_How to complete this task_
Repeat the lines below exactly as written, please, from the line with "this many requests." to the line with "let config = options.config.normalized();", both lines included, and no others.

[Records from a data source]
=====
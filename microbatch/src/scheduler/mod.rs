//! The dynamic batch scheduler.
//!
//! One scheduler serves one model. Producers call [`DynamicBatchScheduler::enqueue`];
//! a dedicated batcher thread trades a bounded amount of queueing delay
//! for larger batches and hands finished payloads to the rate limiter.
//!
//! ```text
//! Producers ──enqueue──▶ ┌───────────────┐
//!                        │ PriorityQueue │ ◀── per-level timeout policies
//!                        └───────┬───────┘
//!                                │ cursor walk (GetDynamicBatch)
//!                        ┌───────▼───────┐
//!                        │ batcher thread│ ◀── slot availability, delay bound
//!                        └───────┬───────┘
//!                                │ payload (READY)
//!                        ┌───────▼───────┐
//!                        │  RateLimiter  │ ──▶ execution engine
//!                        └───────────────┘
//! ```
//!
//! Responses travel back through per-request channels. With
//! `preserve_ordering` they are routed through the [`OrderedFinalizer`]
//! so emission order matches enqueue order; with caching enabled each
//! computed response is inserted into the cache on its way out.

mod assemble;
mod worker;

use std::sync::atomic::{AtomicBool, Ordering};
use std::sync::Arc;
use std::thread::{self, JoinHandle};
use std::time::Instant;

use parking_lot::{Condvar, Mutex};

use microbatch_core::{
    EnqueueError, InferenceRequest, PriorityQueue, ResponseEnvelope, ResponseFlags, ScheduleError,
};

use crate::cache::{CacheError, ResponseCache};
use crate::config::SchedulerConfig;
use crate::finalize::OrderedFinalizer;
use crate::hooks::CustomBatcher;
use crate::limiter::{ModelInstance, PayloadOperation, RateLimiter};
use crate::metrics::BatcherMetrics;
use crate::payload::{Payload, PayloadInner, PayloadState};

/// Delays batcher startup until the queue holds this many requests.
/// Testing only.
pub const DELAY_SCHEDULER_ENV: &str = "MICROBATCH_DELAY_SCHEDULER";

/// Everything needed to start a scheduler
pub struct SchedulerOptions {
    /// Model this scheduler serves
    pub model: String,
    /// Model instance new payloads are bound to
    pub instance: Option<Arc<ModelInstance>>,
    /// Batching configuration
    pub config: SchedulerConfig,
    /// Slot broker and payload sink
    pub rate_limiter: Arc<dyn RateLimiter>,
    /// Response cache; consulted only when the config also enables it
    pub cache: Option<Arc<dyn ResponseCache>>,
    /// Model-supplied batch composition veto
    pub custom_batcher: Option<Arc<dyn CustomBatcher>>,
}

/// State guarded by the scheduler mutex
struct Shared {
    queue: PriorityQueue,
    /// Batch slots selected by the cursor but not yet dequeued
    pending_batch_size: usize,
    /// Batch slots across everything queued (pending included)
    queued_batch_size: usize,
    /// Wake threshold hint for `enqueue`
    next_preferred_batch_size: usize,
    /// The current payload must not grow further
    payload_saturated: bool,
    curr_payload: Arc<Payload>,
}

struct SchedulerInner {
    model: String,
    instance: Option<Arc<ModelInstance>>,
    config: SchedulerConfig,
    max_preferred_batch_size: usize,
    rate_limiter: Arc<dyn RateLimiter>,
    cache: Option<Arc<dyn ResponseCache>>,
    custom_batcher: Option<Arc<dyn CustomBatcher>>,
    finalizer: Arc<OrderedFinalizer>,
    metrics: Arc<BatcherMetrics>,
    shared: Mutex<Shared>,
    cv: Condvar,
    exit: AtomicBool,
    stopped: AtomicBool,
}

/// Per-model scheduler that batches requests for a rate-limited engine
pub struct DynamicBatchScheduler {
    inner: Arc<SchedulerInner>,
    batcher: Option<JoinHandle<()>>,
}

impl DynamicBatchScheduler {
    /// Build the scheduler and, when dynamic batching is enabled, start
    /// its batcher thread. Fails on a configuration that could never
    /// behave as asked.
    pub fn start(options: SchedulerOptions) -> Result<Self, ScheduleError> {
        options
            .config
            .validate()
            .map_err(|e| ScheduleError::InvalidConfig(e.to_string()))?;
        let config = options.config.normalized();
        let cache = if config.response_cache { options.cache } else { None };
        let max_preferred_batch_size = config.max_preferred_batch_size();
        let queue = PriorityQueue::new(
            config.default_queue_policy.clone(),
            config.priority_levels,
            &config.queue_policy_map,
        );

        let inner = Arc::new(SchedulerInner {
            model: options.model,
            instance: options.instance,
            max_preferred_batch_size,
            rate_limiter: options.rate_limiter,
            cache,
            custom_batcher: options.custom_batcher,
            finalizer: Arc::new(OrderedFinalizer::new()),
            metrics: Arc::new(BatcherMetrics::new()),
            shared: Mutex::new(Shared {
                queue,
                pending_batch_size: 0,
                queued_batch_size: 0,
                next_preferred_batch_size: 0,
                payload_saturated: false,
                curr_payload: Arc::new(Payload::new(PayloadOperation::InferRun, None)),
            }),
            cv: Condvar::new(),
            exit: AtomicBool::new(false),
            stopped: AtomicBool::new(false),
            config,
        });

        let batcher = if inner.config.dynamic_batching {
            {
                let mut shared = inner.shared.lock();
                inner.new_payload(&mut shared);
            }
            let worker = inner.clone();
            let handle = thread::Builder::new()
                .name(format!("microbatch-{}", inner.model))
                .spawn(move || worker.batcher_loop())
                .map_err(|e| ScheduleError::internal(format!("failed to spawn batcher thread: {e}")))?;
            Some(handle)
        } else {
            None
        };

        Ok(Self { inner, batcher })
    }

    /// Submit a request for scheduling.
    ///
    /// Cache hits are answered immediately. Otherwise the request is
    /// queued for the batcher (or, with dynamic batching off, shipped in
    /// its own payload). Admission failures hand the request back in the
    /// error.
    pub fn enqueue(&self, request: InferenceRequest) -> Result<(), EnqueueError> {
        if self.inner.stopped.load(Ordering::Acquire) {
            return Err(EnqueueError::new(
                ScheduleError::unavailable("scheduler has stopped accepting requests"),
                request,
            ));
        }
        self.inner.enqueue(request)
    }

    /// Stop accepting new requests. Queued and in-flight work still
    /// completes.
    pub fn stop(&self) {
        self.inner.stopped.store(true, Ordering::Release);
    }

    /// Scheduler metrics
    pub fn metrics(&self) -> Arc<BatcherMetrics> {
        self.inner.metrics.clone()
    }

    /// Model this scheduler serves
    pub fn model(&self) -> &str {
        &self.inner.model
    }
}

impl Drop for DynamicBatchScheduler {
    /// Signal the batcher thread to exit and wait for it. In-flight
    /// payloads complete normally through the rate limiter.
    fn drop(&mut self) {
        self.inner.exit.store(true, Ordering::Release);
        // Taking the scheduler mutex pairs the exit flag with the condvar
        // so the batcher cannot re-enter a wait after missing the notify.
        drop(self.inner.shared.lock());
        self.inner.cv.notify_one();
        if let Some(handle) = self.batcher.take() {
            if handle.join().is_err() {
                tracing::error!(model = %self.inner.model, "batcher thread panicked");
            }
        }
    }
}

impl SchedulerInner {
    fn enqueue(&self, mut request: InferenceRequest) -> Result<(), EnqueueError> {
        self.metrics.record_received();

        if request.queue_start().is_none() {
            request.capture_queue_start();
            tracing::trace!(
                request_id = request.id(),
                model = %self.model,
                "request entered scheduler queue"
            );
        }
        // May overwrite an outer batcher's value; that value is no longer
        // needed once the request reaches this scheduler.
        request.capture_batcher_start();

        if let Some(cached) = self.cache_lookup(&mut request) {
            if self.config.preserve_ordering {
                self.delegate_response(&mut request);
            }
            self.metrics.record_cache_hit();
            tracing::debug!(
                request_id = request.id(),
                model = %self.model,
                "serving response from cache"
            );
            request.respond(cached, ResponseFlags::FINAL);
            return Ok(());
        }

        if !self.config.dynamic_batching {
            if self.config.preserve_ordering || self.cache.is_some() {
                self.delegate_response(&mut request);
            }
            let slots = request.effective_batch_size();
            let payload = self.rate_limiter.get_payload(PayloadOperation::InferRun, None);
            {
                let mut exec = payload.exec();
                exec.add_request(request);
                exec.set_state(PayloadState::Ready);
            }
            self.metrics.record_batch(slots);
            return self
                .rate_limiter
                .enqueue_payload(&self.model, payload)
                .map_err(EnqueueError::lost);
        }

        let priority = request.priority;
        let batch_size = request.effective_batch_size();
        let wake_batcher = {
            let mut shared = self.shared.lock();
            if let Err(err) = shared.queue.enqueue(priority, request) {
                if matches!(err.reason, ScheduleError::QueueFull { .. }) {
                    self.metrics.record_rejected();
                }
                return Err(err);
            }
            shared.queued_batch_size += batch_size;
            self.metrics.record_queued();

            // Wake the batcher only when it could actually fire. Without
            // shape enforcement the queued total must also have reached
            // the next preferred size, unless the current payload is done
            // growing anyway.
            let mut wake = self.rate_limiter.payload_slot_available(&self.model);
            if self.config.enforce_equal_shape_tensors.is_empty() {
                let payload = shared.curr_payload.clone();
                let exec = payload.exec();
                wake &= shared.payload_saturated
                    || exec.state().is_stale()
                    || shared.queued_batch_size >= shared.next_preferred_batch_size;
            }
            wake
        };

        if wake_batcher {
            self.cv.notify_one();
        }
        Ok(())
    }

    /// Look the request up in the response cache, hashing it first when
    /// no key was precomputed. Cache failures are logged, never fatal.
    fn cache_lookup(&self, request: &mut InferenceRequest) -> Option<microbatch_core::InferenceResponse> {
        let cache = self.cache.as_ref()?;

        let key = match request.cache_key() {
            Some(key) => key,
            None => match cache.hash(request) {
                Ok(key) => {
                    request.set_cache_key(key);
                    key
                }
                Err(err) => {
                    tracing::error!(
                        request_id = request.id(),
                        error = %err,
                        "failed to hash request for cache lookup"
                    );
                    return None;
                }
            },
        };

        request.capture_cache_lookup_start();
        let result = cache.lookup(key);
        request.capture_cache_lookup_end();

        match result {
            Ok(response) => Some(response),
            Err(CacheError::NotFound) => None,
            Err(err) => {
                tracing::error!(key, error = %err, "response cache lookup failed");
                None
            }
        }
    }

    /// Install the response delegator: insert-on-miss cache plumbing and,
    /// under `preserve_ordering`, routing through a reserved completion
    /// slot.
    fn delegate_response(&self, request: &mut InferenceRequest) {
        let slot = self.config.preserve_ordering.then(|| self.finalizer.reserve());
        let finalizer = self.finalizer.clone();
        let cache = self.cache.clone();
        let key = request.cache_key();
        let lookup_duration = request.cache_lookup_duration();
        let metrics = self.metrics.clone();
        let sender = request.response_sender();

        request.set_delegator(Box::new(move |response, flags| {
            if let Some(cache) = &cache {
                match key {
                    Some(key) if !response.is_error() => {
                        let insert_start = Instant::now();
                        match cache.insert(key, &response) {
                            Ok(()) => {
                                let miss_time =
                                    lookup_duration.unwrap_or_default() + insert_start.elapsed();
                                metrics.record_cache_miss(miss_time);
                            }
                            // Another thread inserted this key first.
                            Err(CacheError::AlreadyExists) => {}
                            Err(err) => {
                                metrics.record_cache_miss(
                                    lookup_duration.unwrap_or_default() + insert_start.elapsed(),
                                );
                                tracing::error!(
                                    key,
                                    error = %err,
                                    "failed to insert response into cache"
                                );
                            }
                        }
                    }
                    Some(_) => {}
                    None => {
                        tracing::error!("request cache key was not set correctly");
                    }
                }
            }

            match slot {
                Some(ticket) => finalizer.push(ticket, sender.clone(), response, flags),
                None => {
                    if sender.send(ResponseEnvelope { response, flags }).is_err() {
                        tracing::warn!("response receiver dropped");
                    }
                }
            }
        }));
    }

    /// Acquire a fresh payload bound to this scheduler's instance and
    /// rebuild the custom-batching accumulator.
    fn new_payload(&self, shared: &mut Shared) {
        shared.curr_payload = self
            .rate_limiter
            .get_payload(PayloadOperation::InferRun, self.instance.clone());
        shared.payload_saturated = false;
        if let Some(custom) = &self.custom_batcher {
            shared.curr_payload.exec().set_user_state(custom.init());
        }
    }

    /// Tear down the payload's custom-batching accumulator
    fn custom_batch_fini(&self, exec: &mut PayloadInner) {
        if let Some(custom) = &self.custom_batcher {
            if let Some(state) = exec.take_user_state() {
                custom.finalize(state);
            }
        }
    }
}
=====
_Answer for the task_
/// Delays batcher startup until the queue holds this many requests.
/// Testing only.
pub const DELAY_SCHEDULER_ENV: &str = "MICROBATCH_DELAY_SCHEDULER";

/// Everything needed to start a scheduler
pub struct SchedulerOptions {
    /// Model this scheduler serves
    pub model: String,
    /// Model instance new payloads are bound to
    pub instance: Option<Arc<ModelInstance>>,
    /// Batching configuration
    pub config: SchedulerConfig,
    /// Slot broker and payload sink
    pub rate_limiter: Arc<dyn RateLimiter>,
    /// Response cache; consulted only when the config also enables it
    pub cache: Option<Arc<dyn ResponseCache>>,
    /// Model-supplied batch composition veto
    pub custom_batcher: Option<Arc<dyn CustomBatcher>>,
}

/// State guarded by the scheduler mutex
struct Shared {
    queue: PriorityQueue,
    /// Batch slots selected by the cursor but not yet dequeued
    pending_batch_size: usize,
    /// Batch slots across everything queued (pending included)
    queued_batch_size: usize,
    /// Wake threshold hint for `enqueue`
    next_preferred_batch_size: usize,
    /// The current payload must not grow further
    payload_saturated: bool,
    curr_payload: Arc<Payload>,
}

struct SchedulerInner {
    model: String,
    instance: Option<Arc<ModelInstance>>,
    config: SchedulerConfig,
    max_preferred_batch_size: usize,
    rate_limiter: Arc<dyn RateLimiter>,
    cache: Option<Arc<dyn ResponseCache>>,
    custom_batcher: Option<Arc<dyn CustomBatcher>>,
    finalizer: Arc<OrderedFinalizer>,
    metrics: Arc<BatcherMetrics>,
    shared: Mutex<Shared>,
    cv: Condvar,
    exit: AtomicBool,
    stopped: AtomicBool,
}

/// Per-model scheduler that batches requests for a rate-limited engine
pub struct DynamicBatchScheduler {
    inner: Arc<SchedulerInner>,
    batcher: Option<JoinHandle<()>>,
}

impl DynamicBatchScheduler {
    /// Build the scheduler and, when dynamic batching is enabled, start
    /// its batcher thread. Fails on a configuration that could never
    /// behave as asked.
    pub fn start(options: SchedulerOptions) -> Result<Self, ScheduleError> {
        options
            .config
            .validate()
            .map_err(|e| ScheduleError::InvalidConfig(e.to_string()))?;
        let config = options.config.normalized();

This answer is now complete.